- **Exercise**
Where the listing below has a line with "filename crates/core/src/schema.rs", write out exactly that line and every line after it, stopping after the line with "pub mod users".

[[ Listed entries open ]]

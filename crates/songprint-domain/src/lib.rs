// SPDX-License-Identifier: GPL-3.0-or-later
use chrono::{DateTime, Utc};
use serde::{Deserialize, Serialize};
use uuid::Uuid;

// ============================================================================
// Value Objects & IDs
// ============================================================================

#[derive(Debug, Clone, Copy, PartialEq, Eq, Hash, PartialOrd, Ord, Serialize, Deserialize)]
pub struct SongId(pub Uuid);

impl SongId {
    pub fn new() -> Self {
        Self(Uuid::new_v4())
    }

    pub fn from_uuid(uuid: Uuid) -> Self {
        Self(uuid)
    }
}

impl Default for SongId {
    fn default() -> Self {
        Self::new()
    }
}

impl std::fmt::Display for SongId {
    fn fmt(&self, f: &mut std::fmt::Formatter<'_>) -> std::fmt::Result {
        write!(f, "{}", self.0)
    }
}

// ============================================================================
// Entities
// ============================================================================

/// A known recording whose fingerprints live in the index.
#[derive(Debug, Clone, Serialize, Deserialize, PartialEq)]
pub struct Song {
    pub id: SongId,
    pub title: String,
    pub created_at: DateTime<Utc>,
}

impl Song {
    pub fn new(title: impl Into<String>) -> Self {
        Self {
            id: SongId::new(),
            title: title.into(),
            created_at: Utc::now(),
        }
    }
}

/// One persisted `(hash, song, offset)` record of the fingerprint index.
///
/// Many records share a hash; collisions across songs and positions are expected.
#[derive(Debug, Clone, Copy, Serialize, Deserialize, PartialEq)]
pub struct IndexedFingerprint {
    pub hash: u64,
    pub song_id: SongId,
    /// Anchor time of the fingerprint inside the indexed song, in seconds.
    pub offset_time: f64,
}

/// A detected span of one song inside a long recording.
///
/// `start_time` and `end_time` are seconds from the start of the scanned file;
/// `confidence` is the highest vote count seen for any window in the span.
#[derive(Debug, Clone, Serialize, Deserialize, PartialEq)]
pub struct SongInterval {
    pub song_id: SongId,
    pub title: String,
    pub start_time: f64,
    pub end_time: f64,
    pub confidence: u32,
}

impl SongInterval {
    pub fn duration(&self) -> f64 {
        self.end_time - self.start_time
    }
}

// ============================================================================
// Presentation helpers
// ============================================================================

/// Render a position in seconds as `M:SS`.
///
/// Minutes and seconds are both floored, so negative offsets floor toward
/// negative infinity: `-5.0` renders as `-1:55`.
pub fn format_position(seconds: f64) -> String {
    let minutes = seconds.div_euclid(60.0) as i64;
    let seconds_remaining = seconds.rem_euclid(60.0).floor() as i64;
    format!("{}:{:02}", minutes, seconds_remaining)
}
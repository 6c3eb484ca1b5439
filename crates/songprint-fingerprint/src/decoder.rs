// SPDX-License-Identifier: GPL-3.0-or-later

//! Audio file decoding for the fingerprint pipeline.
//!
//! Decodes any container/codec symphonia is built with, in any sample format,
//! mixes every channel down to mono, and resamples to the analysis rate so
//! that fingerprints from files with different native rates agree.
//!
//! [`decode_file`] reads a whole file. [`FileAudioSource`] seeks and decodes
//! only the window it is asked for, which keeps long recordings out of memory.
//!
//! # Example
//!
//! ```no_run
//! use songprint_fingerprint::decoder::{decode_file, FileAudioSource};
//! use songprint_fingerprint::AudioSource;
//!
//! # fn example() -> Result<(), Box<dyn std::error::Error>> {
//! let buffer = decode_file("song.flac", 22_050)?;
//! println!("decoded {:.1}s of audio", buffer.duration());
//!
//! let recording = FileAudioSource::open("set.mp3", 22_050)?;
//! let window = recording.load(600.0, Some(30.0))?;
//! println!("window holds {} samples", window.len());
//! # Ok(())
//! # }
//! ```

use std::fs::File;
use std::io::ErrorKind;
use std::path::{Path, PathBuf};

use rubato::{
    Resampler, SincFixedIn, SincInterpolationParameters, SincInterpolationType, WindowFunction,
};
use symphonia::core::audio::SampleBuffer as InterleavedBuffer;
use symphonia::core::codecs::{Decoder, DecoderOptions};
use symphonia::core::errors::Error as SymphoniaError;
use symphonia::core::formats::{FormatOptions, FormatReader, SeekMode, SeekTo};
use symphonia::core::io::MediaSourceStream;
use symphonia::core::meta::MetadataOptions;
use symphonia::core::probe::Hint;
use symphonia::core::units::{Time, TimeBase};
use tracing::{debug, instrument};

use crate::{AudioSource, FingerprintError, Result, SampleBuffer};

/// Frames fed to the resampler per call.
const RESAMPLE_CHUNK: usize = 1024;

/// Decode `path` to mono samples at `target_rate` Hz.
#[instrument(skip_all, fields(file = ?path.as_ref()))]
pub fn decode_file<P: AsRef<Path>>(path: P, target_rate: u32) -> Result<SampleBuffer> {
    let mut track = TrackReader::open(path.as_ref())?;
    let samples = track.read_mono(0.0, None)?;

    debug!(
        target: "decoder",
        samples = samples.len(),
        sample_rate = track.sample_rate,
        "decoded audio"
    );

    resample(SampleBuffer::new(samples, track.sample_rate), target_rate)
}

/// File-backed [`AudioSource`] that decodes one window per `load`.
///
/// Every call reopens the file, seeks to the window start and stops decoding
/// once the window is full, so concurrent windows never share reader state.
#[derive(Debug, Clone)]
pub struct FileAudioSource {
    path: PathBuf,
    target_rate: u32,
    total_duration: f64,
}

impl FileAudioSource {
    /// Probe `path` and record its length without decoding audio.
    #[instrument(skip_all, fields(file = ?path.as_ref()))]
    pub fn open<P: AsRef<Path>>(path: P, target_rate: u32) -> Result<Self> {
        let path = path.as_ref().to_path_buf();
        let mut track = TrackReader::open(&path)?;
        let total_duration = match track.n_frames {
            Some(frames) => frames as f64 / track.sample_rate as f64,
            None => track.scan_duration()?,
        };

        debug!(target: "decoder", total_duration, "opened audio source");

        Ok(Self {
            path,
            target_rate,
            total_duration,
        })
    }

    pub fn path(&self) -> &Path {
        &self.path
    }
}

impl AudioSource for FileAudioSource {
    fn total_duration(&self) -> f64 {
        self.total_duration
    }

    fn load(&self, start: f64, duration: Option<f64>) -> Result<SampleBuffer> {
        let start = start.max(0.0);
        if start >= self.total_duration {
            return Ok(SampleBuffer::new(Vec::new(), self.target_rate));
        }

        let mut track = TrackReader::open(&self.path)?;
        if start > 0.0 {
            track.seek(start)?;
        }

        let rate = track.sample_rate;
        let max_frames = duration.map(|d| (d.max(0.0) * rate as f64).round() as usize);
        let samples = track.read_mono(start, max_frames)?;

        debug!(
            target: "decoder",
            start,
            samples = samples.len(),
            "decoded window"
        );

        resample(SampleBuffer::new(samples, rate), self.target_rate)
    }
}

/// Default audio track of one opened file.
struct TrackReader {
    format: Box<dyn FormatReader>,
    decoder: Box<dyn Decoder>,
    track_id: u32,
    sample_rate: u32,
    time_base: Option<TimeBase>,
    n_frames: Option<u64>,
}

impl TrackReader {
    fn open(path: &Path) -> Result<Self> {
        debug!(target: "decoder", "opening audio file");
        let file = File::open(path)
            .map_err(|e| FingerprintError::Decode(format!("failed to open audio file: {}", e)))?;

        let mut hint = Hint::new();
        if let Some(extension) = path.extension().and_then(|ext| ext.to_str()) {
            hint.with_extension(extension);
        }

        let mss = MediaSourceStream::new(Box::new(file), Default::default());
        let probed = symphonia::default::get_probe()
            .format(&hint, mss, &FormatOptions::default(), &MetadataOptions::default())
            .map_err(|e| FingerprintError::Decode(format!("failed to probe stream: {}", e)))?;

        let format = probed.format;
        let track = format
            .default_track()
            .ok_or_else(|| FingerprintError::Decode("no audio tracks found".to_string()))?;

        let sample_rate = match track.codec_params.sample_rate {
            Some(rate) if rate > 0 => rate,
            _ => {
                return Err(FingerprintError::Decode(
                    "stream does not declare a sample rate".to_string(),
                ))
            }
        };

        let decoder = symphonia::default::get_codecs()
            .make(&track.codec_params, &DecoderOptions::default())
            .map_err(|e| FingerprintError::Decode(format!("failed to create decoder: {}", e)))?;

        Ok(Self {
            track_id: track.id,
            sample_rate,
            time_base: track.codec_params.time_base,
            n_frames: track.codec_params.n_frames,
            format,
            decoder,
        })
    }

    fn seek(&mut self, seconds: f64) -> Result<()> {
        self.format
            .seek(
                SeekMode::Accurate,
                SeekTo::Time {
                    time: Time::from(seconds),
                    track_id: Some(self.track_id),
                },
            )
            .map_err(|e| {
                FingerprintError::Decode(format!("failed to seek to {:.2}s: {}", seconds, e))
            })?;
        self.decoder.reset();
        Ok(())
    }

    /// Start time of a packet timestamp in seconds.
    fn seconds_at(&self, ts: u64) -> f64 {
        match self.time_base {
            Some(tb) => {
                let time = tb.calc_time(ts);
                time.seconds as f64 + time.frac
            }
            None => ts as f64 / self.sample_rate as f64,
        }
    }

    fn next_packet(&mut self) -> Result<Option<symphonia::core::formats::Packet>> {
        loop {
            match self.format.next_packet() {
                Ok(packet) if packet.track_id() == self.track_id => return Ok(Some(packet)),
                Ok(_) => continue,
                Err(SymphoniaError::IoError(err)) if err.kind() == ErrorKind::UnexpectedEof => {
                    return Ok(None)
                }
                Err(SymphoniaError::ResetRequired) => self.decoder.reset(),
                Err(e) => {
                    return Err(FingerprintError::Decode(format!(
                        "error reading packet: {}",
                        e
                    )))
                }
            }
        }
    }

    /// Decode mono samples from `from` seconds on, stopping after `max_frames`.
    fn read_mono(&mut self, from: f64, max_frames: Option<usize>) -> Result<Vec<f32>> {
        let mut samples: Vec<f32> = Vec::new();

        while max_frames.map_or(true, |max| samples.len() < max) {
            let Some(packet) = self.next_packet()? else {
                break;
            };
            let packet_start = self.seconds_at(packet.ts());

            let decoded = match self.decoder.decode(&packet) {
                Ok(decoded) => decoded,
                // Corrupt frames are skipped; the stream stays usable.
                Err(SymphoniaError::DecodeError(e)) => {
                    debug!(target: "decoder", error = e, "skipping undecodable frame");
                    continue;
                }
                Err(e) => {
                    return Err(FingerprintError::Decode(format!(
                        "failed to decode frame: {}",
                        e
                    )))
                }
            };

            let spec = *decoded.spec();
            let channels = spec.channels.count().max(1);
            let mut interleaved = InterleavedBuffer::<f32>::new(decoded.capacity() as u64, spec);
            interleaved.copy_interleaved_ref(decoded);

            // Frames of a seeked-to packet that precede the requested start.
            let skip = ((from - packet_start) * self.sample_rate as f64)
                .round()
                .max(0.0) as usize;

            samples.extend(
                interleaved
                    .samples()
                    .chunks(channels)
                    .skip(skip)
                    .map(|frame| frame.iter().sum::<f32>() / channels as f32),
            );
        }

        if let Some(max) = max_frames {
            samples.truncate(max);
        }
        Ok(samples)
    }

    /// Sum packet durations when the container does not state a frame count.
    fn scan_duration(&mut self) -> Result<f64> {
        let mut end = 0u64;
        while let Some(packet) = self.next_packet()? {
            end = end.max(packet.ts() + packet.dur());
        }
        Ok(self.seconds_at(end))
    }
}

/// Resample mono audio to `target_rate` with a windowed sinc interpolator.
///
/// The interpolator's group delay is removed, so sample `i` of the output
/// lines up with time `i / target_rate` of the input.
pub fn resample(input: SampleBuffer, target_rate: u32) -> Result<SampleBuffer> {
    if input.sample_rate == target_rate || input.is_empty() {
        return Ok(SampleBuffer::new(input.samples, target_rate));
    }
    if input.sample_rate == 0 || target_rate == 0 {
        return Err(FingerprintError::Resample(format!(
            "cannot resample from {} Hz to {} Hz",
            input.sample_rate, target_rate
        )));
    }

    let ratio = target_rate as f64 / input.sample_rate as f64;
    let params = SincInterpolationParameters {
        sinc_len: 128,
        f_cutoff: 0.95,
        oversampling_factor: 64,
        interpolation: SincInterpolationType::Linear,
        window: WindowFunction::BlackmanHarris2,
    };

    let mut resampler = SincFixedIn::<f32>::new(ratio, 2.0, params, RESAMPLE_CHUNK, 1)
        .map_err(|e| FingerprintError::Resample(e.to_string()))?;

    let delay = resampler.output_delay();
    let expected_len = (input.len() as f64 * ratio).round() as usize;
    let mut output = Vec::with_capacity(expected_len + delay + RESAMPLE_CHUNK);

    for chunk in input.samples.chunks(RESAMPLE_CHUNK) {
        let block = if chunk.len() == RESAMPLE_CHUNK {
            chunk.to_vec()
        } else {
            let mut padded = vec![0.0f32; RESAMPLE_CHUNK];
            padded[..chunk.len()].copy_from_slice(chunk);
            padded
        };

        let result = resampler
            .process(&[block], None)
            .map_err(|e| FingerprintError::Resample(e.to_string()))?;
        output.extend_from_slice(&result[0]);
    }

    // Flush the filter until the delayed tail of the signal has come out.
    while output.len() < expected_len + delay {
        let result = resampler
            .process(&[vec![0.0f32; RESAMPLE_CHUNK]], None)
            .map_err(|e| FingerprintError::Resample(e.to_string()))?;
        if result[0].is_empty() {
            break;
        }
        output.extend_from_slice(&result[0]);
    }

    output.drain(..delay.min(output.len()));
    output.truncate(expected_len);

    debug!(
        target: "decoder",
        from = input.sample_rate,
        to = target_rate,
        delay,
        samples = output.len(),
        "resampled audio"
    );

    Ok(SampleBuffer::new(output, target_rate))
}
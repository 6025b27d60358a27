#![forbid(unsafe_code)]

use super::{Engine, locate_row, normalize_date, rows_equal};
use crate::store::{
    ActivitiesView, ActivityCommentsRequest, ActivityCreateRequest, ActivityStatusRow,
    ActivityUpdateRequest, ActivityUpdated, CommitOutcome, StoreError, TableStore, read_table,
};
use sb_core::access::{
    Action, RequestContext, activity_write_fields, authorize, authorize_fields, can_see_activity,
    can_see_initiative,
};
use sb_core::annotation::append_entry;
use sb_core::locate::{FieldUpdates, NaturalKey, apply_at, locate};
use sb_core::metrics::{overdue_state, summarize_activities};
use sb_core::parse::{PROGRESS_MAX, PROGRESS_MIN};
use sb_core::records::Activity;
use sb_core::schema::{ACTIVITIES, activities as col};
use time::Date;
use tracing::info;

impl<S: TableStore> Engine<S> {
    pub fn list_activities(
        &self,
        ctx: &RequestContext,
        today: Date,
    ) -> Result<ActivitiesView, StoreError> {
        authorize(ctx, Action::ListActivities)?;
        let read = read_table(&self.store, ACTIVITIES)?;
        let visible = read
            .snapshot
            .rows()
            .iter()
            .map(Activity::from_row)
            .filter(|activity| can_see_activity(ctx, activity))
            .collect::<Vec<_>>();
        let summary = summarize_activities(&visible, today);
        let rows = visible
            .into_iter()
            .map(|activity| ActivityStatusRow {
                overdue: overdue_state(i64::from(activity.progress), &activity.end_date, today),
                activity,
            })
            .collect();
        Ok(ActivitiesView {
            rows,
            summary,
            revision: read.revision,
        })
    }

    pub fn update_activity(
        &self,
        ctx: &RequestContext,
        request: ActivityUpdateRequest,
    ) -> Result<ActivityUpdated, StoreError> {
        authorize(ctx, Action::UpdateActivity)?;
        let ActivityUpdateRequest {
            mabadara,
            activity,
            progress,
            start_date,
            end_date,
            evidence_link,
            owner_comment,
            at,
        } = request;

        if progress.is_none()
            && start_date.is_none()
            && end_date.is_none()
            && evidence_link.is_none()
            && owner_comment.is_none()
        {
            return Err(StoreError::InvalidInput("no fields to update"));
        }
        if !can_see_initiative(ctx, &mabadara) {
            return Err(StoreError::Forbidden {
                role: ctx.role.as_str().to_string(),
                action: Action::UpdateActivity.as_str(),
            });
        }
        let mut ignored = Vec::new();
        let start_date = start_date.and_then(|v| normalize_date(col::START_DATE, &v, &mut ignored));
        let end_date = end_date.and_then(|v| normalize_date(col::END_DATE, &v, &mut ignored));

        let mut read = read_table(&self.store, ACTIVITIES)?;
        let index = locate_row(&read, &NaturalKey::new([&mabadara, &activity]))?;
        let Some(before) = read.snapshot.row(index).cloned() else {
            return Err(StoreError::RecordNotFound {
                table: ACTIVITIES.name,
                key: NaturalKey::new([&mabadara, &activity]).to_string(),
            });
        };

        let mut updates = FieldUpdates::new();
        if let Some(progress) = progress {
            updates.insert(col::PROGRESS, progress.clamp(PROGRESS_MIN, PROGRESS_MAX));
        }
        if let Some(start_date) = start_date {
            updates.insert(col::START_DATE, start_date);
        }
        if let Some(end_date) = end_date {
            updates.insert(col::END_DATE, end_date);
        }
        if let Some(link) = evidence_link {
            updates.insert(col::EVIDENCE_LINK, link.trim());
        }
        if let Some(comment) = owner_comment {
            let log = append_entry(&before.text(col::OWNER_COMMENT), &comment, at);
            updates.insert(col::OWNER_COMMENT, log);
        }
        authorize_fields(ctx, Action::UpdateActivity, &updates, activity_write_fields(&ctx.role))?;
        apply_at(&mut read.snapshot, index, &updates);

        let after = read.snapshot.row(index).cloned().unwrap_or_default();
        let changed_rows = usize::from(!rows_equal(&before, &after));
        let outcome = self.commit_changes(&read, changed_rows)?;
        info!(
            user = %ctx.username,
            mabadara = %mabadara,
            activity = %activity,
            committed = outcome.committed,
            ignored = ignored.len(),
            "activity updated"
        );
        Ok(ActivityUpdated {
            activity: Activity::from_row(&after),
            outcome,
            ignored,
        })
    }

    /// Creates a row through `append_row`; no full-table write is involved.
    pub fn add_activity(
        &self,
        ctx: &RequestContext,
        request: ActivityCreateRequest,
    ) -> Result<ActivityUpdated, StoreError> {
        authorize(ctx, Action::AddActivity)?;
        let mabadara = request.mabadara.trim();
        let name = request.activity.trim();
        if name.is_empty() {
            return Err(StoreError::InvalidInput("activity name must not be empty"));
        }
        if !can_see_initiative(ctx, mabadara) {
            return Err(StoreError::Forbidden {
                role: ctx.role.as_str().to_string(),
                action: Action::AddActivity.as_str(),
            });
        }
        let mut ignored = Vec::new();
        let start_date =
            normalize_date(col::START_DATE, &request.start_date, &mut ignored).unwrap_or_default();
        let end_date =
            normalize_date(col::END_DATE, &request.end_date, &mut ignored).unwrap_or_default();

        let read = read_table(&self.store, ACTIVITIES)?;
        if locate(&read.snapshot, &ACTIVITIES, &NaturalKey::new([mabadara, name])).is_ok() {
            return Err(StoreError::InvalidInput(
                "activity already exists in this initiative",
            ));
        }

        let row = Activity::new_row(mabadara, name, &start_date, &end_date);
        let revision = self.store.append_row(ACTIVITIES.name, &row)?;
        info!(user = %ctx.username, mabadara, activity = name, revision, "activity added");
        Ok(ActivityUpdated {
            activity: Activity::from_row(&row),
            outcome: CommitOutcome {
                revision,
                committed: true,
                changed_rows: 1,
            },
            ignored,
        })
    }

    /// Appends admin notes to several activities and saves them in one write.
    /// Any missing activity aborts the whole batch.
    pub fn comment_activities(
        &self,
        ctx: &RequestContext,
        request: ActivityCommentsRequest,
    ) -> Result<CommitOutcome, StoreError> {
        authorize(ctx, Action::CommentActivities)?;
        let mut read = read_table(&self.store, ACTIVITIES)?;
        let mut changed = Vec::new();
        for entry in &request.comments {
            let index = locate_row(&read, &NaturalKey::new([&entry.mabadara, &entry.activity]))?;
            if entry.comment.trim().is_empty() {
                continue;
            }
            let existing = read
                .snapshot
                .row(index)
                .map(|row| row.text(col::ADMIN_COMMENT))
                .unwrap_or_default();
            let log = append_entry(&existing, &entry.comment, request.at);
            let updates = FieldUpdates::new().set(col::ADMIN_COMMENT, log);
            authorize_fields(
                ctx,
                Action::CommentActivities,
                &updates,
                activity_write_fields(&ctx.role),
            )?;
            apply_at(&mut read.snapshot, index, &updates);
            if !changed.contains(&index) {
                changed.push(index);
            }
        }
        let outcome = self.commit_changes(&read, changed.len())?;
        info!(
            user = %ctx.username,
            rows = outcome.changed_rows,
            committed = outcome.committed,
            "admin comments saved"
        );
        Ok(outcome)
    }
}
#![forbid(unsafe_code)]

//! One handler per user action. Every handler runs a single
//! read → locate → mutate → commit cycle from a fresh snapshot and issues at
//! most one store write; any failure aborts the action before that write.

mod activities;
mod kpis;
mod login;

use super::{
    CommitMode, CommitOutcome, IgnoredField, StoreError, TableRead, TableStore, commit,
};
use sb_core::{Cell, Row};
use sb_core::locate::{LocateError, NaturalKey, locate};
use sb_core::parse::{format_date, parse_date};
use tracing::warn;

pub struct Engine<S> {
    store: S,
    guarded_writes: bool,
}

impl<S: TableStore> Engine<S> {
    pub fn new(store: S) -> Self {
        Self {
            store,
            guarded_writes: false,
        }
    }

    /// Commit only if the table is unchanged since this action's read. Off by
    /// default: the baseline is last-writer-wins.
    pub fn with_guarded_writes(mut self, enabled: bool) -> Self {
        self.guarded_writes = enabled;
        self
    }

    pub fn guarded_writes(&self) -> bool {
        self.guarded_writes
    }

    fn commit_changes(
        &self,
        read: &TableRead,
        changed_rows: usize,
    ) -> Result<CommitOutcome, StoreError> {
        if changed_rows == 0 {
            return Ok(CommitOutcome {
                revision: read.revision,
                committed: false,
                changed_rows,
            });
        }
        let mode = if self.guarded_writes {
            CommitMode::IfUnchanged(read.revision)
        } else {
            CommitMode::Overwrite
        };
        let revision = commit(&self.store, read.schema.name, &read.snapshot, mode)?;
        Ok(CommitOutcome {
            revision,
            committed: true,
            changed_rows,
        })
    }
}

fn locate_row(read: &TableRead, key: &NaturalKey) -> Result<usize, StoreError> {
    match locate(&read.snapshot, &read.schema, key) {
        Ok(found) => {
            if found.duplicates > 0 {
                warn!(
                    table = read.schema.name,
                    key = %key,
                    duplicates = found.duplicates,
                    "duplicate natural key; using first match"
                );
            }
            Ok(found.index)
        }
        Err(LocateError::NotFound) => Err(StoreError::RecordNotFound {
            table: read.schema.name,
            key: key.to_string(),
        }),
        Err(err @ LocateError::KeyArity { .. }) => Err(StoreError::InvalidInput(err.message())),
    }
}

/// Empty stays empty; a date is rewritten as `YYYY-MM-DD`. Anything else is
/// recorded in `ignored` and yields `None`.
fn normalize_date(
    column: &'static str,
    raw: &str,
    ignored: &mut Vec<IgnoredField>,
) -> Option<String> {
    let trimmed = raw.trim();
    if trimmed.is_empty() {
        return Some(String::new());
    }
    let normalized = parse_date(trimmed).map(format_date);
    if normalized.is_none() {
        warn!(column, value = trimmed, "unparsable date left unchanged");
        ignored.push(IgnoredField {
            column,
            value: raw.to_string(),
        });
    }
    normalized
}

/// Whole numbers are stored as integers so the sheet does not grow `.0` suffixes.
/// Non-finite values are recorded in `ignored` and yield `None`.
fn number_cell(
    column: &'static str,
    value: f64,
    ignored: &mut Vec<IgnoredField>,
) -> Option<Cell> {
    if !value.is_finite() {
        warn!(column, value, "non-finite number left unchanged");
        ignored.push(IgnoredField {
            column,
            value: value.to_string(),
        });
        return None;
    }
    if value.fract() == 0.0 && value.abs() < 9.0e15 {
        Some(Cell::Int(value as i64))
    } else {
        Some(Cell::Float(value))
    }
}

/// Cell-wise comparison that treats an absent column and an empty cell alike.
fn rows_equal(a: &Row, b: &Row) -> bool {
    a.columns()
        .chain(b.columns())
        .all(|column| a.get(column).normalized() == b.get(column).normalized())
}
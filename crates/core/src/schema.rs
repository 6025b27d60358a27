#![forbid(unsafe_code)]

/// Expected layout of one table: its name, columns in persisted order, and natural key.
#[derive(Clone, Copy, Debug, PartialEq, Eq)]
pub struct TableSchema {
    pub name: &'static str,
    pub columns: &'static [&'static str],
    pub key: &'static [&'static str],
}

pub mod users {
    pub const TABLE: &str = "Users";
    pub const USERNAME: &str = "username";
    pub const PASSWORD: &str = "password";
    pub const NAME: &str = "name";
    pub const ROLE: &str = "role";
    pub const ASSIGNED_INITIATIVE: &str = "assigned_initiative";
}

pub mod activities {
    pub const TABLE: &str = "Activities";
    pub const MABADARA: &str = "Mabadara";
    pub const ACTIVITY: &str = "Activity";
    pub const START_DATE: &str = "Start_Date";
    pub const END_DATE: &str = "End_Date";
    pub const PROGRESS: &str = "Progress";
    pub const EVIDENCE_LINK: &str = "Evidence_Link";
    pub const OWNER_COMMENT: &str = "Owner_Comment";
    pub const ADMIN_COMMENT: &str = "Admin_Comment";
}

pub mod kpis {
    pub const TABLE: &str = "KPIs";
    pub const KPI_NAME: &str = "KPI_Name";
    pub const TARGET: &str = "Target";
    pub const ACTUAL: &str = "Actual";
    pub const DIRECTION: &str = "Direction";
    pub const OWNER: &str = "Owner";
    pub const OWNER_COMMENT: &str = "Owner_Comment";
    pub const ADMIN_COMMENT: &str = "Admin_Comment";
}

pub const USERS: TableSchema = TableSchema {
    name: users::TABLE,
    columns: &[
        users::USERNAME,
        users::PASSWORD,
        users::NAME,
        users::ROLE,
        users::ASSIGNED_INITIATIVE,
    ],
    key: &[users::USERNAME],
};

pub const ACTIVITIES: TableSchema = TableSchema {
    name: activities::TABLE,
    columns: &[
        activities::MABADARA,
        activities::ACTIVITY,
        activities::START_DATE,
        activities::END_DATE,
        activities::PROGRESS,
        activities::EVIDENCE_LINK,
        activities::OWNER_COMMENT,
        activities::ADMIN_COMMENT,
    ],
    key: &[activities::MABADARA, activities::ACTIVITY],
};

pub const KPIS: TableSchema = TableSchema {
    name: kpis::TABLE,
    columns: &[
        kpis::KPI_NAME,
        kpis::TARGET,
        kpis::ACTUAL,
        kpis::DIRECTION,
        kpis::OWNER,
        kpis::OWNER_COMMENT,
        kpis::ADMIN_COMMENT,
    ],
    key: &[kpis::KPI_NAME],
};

[[ Listed entries closed ]]

- **Solution to this exercise**
filename crates/core/src/schema.rs
repository 6025b27d60358a27
#![forbid(unsafe_code)]

/// Expected layout of one table: its name, columns in persisted order, and natural key.
#[derive(Clone, Copy, Debug, PartialEq, Eq)]
pub struct TableSchema {
    pub name: &'static str,
    pub columns: &'static [&'static str],
    pub key: &'static [&'static str],
}

pub mod users {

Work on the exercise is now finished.